Sleep fragmentation, impaired glymphatic clearance, and long-term cognitive impairment after critical illness.
Review
Overview
abstract
Sleep disruption is nearly universal during critical illness and is increasingly linked to long-term cognitive impairment among intensive care unit survivors. Advances in neuroscience have highlighted the glymphatic system - a brain-wide perivascular network that clears metabolic waste such as β-amyloid and phosphorylated tau - as a plausible mechanism connecting sleep disturbance to adverse neurocognitive outcomes. Glymphatic transport is highly state-dependent, functioning optimally during slow-wave sleep and diminishing with wakefulness or fragmented sleep.

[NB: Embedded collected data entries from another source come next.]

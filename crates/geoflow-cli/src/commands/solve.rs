use std::io::Read;
use std::path::Path;
use std::process::ExitCode;

use anyhow::Context;
use tracing::info;

use geoflow_core::{GeoflowConfig, SolveRequest};
use geoflow_solver::{Solver, SolverError};

use super::open_store;

/// Exit code when the deadline cut the search short.
const PARTIAL_EXIT: u8 = 4;

pub fn read_request(source: &str) -> anyhow::Result<SolveRequest> {
    let text = if source == "-" {
        let mut text = String::new();
        std::io::stdin()
            .read_to_string(&mut text)
            .context("reading request from stdin")?;
        text
    } else {
        std::fs::read_to_string(source).with_context(|| format!("reading request {source}"))?
    };
    let request = serde_json::from_str(&text)
        .map_err(|e| SolverError::Config(format!("invalid solve request: {e}")))?;
    Ok(request)
}

pub fn load_config(path: Option<&Path>) -> anyhow::Result<GeoflowConfig> {
    match path {
        Some(path) => GeoflowConfig::from_file(path)
            .map_err(|e| SolverError::Config(format!("{}: {e:#}", path.display())).into()),
        None => Ok(GeoflowConfig::default()),
    }
}

pub fn solve(store_path: &Path, request: &str, config: Option<&Path>) -> anyhow::Result<ExitCode> {
    let config = load_config(config)?;
    let request = read_request(request)?;
    let store = open_store(store_path)?;

    info!(workflow = %request.workflow_id, store = %store_path.display(), "solving");
    let response = Solver::new(config).solve(&store, &request)?;
    println!("{}", serde_json::to_string_pretty(&response)?);

    if response.partial {
        return Ok(ExitCode::from(PARTIAL_EXIT));
    }
    Ok(ExitCode::SUCCESS)
}
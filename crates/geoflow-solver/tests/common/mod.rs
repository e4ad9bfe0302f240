//! Shared fixtures for solver integration tests.
//!
//! Builds fixture documents in the store's import format and loads them into
//! an in-memory metrics store.

#![allow(dead_code)]

use std::collections::BTreeMap;

use geoflow_core::{Diagnostics, GeoflowConfig};
use geoflow_solver::constraints::allowed_regions;
use geoflow_solver::{
    Deadline, DeploymentProfile, LoadedMetrics, Loader, RegionIndexer, RetryPolicy, WorkflowModel,
};
use geoflow_store::MetricsStore;
use serde_json::{Value, json};

/// One region of a fixture.
#[derive(Debug, Clone)]
pub struct Region {
    pub provider: String,
    pub region: String,
    pub price_gb_s: f64,
    pub grid: Option<f64>,
}

impl Region {
    pub fn new(provider: &str, region: &str, price_gb_s: f64) -> Self {
        Self {
            provider: provider.to_string(),
            region: region.to_string(),
            price_gb_s,
            grid: Some(300.0),
        }
    }

    pub fn key(&self) -> String {
        format!("{}:{}", self.provider, self.region)
    }

    pub fn without_grid(mut self) -> Self {
        self.grid = None;
        self
    }
}

/// Fluent builder for a single-workflow fixture.
#[derive(Debug, Clone, Default)]
pub struct Fixture {
    pub workflow_id: String,
    pub regions: Vec<Region>,
    pub instances: Vec<Value>,
    pub edges: Vec<(String, String, Option<f64>, f64)>,
    /// instance → region key → (avg, tail)
    pub runtimes: BTreeMap<String, BTreeMap<String, (f64, f64)>>,
    pub egress_per_gb: f64,
    pub intra_latency: f64,
    pub inter_latency: f64,
}

impl Fixture {
    pub fn new(workflow_id: &str) -> Self {
        Self {
            workflow_id: workflow_id.to_string(),
            egress_per_gb: 0.02,
            intra_latency: 0.01,
            inter_latency: 0.08,
            ..Default::default()
        }
    }

    pub fn region(mut self, region: Region) -> Self {
        self.regions.push(region);
        self
    }

    pub fn instance(mut self, name: &str, memory_mb: u32) -> Self {
        self.instances.push(json!({
            "name": name,
            "memory_mb": memory_mb,
            "timeout_s": 60,
        }));
        self
    }

    pub fn sync_instance(mut self, name: &str, memory_mb: u32) -> Self {
        self.instances.push(json!({
            "name": name,
            "memory_mb": memory_mb,
            "timeout_s": 60,
            "sync": true,
        }));
        self
    }

    /// Restrict an already added instance to `regions` (`provider:region`).
    pub fn allow(mut self, name: &str, regions: &[&str]) -> Self {
        if let Some(instance) = self.instances.iter_mut().find(|i| i["name"] == name) {
            instance["allowed_regions"] = json!(regions);
        }
        self
    }

    pub fn edge(mut self, from: &str, to: &str, p: f64, size_gb: f64) -> Self {
        self.edges.push((from.to_string(), to.to_string(), Some(p), size_gb));
        self
    }

    /// Same runtime for `instance` in every region.
    pub fn runtime(mut self, instance: &str, avg: f64, tail: f64) -> Self {
        let keys: Vec<String> = self.regions.iter().map(Region::key).collect();
        let entry = self.runtimes.entry(instance.to_string()).or_default();
        for key in keys {
            entry.insert(key, (avg, tail));
        }
        self
    }

    pub fn runtime_in(mut self, instance: &str, region: &str, avg: f64, tail: f64) -> Self {
        self.runtimes
            .entry(instance.to_string())
            .or_default()
            .insert(region.to_string(), (avg, tail));
        self
    }

    pub fn document(&self) -> Value {
        let datacenters: Vec<Value> = self
            .regions
            .iter()
            .map(|r| {
                json!({
                    "provider": r.provider,
                    "region_code": r.region,
                    "memory_gb_s_price": r.price_gb_s,
                    "invocation_price": 0.0,
                    "power_per_gb_s": 1e-6,
                    "egress": {
                        "intra_region": 0.0,
                        "inter_region": [{ "price_per_gb": self.egress_per_gb }],
                    },
                })
            })
            .collect();

        let grid: Vec<Value> = self
            .regions
            .iter()
            .filter_map(|r| {
                r.grid.map(|intensity| {
                    json!({
                        "provider": r.provider,
                        "region_code": r.region,
                        "timestamp": 1_700_000_000u64,
                        "carbon_intensity_gco2_per_kwh": intensity,
                    })
                })
            })
            .collect();

        let mut latency = Vec::new();
        for from in &self.regions {
            for to in &self.regions {
                let avg = if from.key() == to.key() {
                    self.intra_latency
                } else {
                    self.inter_latency
                };
                latency.push(json!({
                    "provider_from": from.provider, "region_from": from.region,
                    "provider_to": to.provider, "region_to": to.region,
                    "timestamp": 1_700_000_000u64,
                    "avg": avg, "p95": avg * 1.5,
                }));
            }
        }

        let edges: Vec<Value> = self
            .edges
            .iter()
            .map(|(from, to, _, _)| json!({ "from": from, "to": to }))
            .collect();

        let mut invocation_summary: BTreeMap<String, BTreeMap<String, Value>> = BTreeMap::new();
        for (from, to, p, size) in &self.edges {
            invocation_summary
                .entry(from.clone())
                .or_default()
                .insert(to.clone(), json!({ "probability": p, "avg_size_gb": size }));
        }

        let execution_summary: BTreeMap<String, BTreeMap<String, Value>> = self
            .runtimes
            .iter()
            .map(|(instance, per_region)| {
                let per_region = per_region
                    .iter()
                    .map(|(region, (avg, tail))| {
                        (region.clone(), json!({ "avg_runtime": avg, "tail_runtime": tail }))
                    })
                    .collect();
                (instance.clone(), per_region)
            })
            .collect();

        json!({
            "datacenter_info": datacenters,
            "grid_carbon": grid,
            "network_latency": latency,
            "workflow_config": [{
                "workflow_id": self.workflow_id,
                "instances": self.instances,
                "edges": edges,
            }],
            "workflow_statistics": [{
                "workflow_id": self.workflow_id,
                "execution_summary": execution_summary,
                "invocation_summary": invocation_summary,
            }],
        })
    }

    pub fn store(&self) -> MetricsStore {
        let store = MetricsStore::open_in_memory().unwrap();
        store.import_fixture(&self.document()).unwrap();
        store
    }
}

pub fn load(store: &MetricsStore, workflow_id: &str) -> LoadedMetrics {
    Loader::new(store, RetryPolicy::default(), Deadline::none())
        .load(workflow_id)
        .unwrap()
}

/// The evaluation inputs of a loaded workflow, with default configuration.
pub struct Prepared {
    pub indexer: RegionIndexer,
    pub model: WorkflowModel,
    pub profile: DeploymentProfile,
}

pub fn prepare(loaded: &LoadedMetrics) -> Prepared {
    let config = GeoflowConfig::default();
    let indexer = RegionIndexer::new(loaded.datacenters.iter().map(|d| d.id.clone()));
    let allowed = allowed_regions(&loaded.workflow, &loaded.datacenters, &indexer, None).unwrap();
    let mut diagnostics = Diagnostics::default();
    let model = WorkflowModel::build(
        &loaded.workflow,
        &loaded.statistics,
        allowed,
        &indexer,
        &mut diagnostics,
    )
    .unwrap();
    let profile = DeploymentProfile::build(
        loaded,
        &indexer,
        &model,
        &config.carbon,
        &config.pricing,
        &mut diagnostics,
    )
    .unwrap();
    Prepared {
        indexer,
        model,
        profile,
    }
}

/// Scenario A: `a → b`, two regions, cost-only.
pub fn two_node_chain() -> Fixture {
    Fixture::new("chain")
        .region(Region::new("aws", "r1", 1e-5))
        .region(Region::new("aws", "r2", 1.2e-5))
        .instance("a", 512)
        .instance("b", 512)
        .edge("a", "b", 1.0, 1e-3)
        .runtime("a", 1.0, 1.5)
        .runtime("b", 2.0, 3.0)
}
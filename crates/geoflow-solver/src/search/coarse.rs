use tracing::debug;

use crate::error::SolverResult;

use super::{SearchContext, SearchOutcome, SearchStrategy};

/// Pins every instance to one region, for each region all instances allow.
#[derive(Debug, Clone, Copy, Default)]
pub struct CoarseSearch;

impl SearchStrategy for CoarseSearch {
    fn name(&self) -> &'static str {
        "coarse"
    }

    fn describe(&self) -> String {
        "single region for the whole workflow".to_string()
    }

    fn search(&self, ctx: &SearchContext<'_>) -> SolverResult<SearchOutcome> {
        let model = ctx.calculator.model();
        let mut common: Vec<usize> = model.allowed_regions(0).to_vec();
        for i in 1..model.instance_count() {
            let allowed = model.allowed_regions(i);
            common.retain(|r| allowed.binary_search(r).is_ok());
        }
        debug!(regions = common.len(), "coarse candidates");

        let count = model.instance_count();
        let mut evaluator = ctx.evaluator();
        evaluator.run_all(common.into_iter().map(|r| vec![r; count]));
        Ok(evaluator.finish())
    }
}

This invited review synthesizes preclinical and human evidence showing that sleep fragmentation and loss of slow-wave sleep impair cerebrospinal fluid-interstitial fluid exchange, promote accumulation and spread of tau and other neurotoxic proteins, and may accelerate neurodegenerative trajectories. We discuss how commonly used sedatives may induce unconsciousness without reproducing the coordinated neuromodulatory and neurovascular conditions of natural slow-wave sleep, creating "pseudo-sleep" that may fail to support metabolic clearance. We propose glymphatic dysfunction as an integrative pathway linking intensive care unit sleep disruption, inflammation, and sedative exposure to persistent deficits in memory, attention, and executive function after critical illness.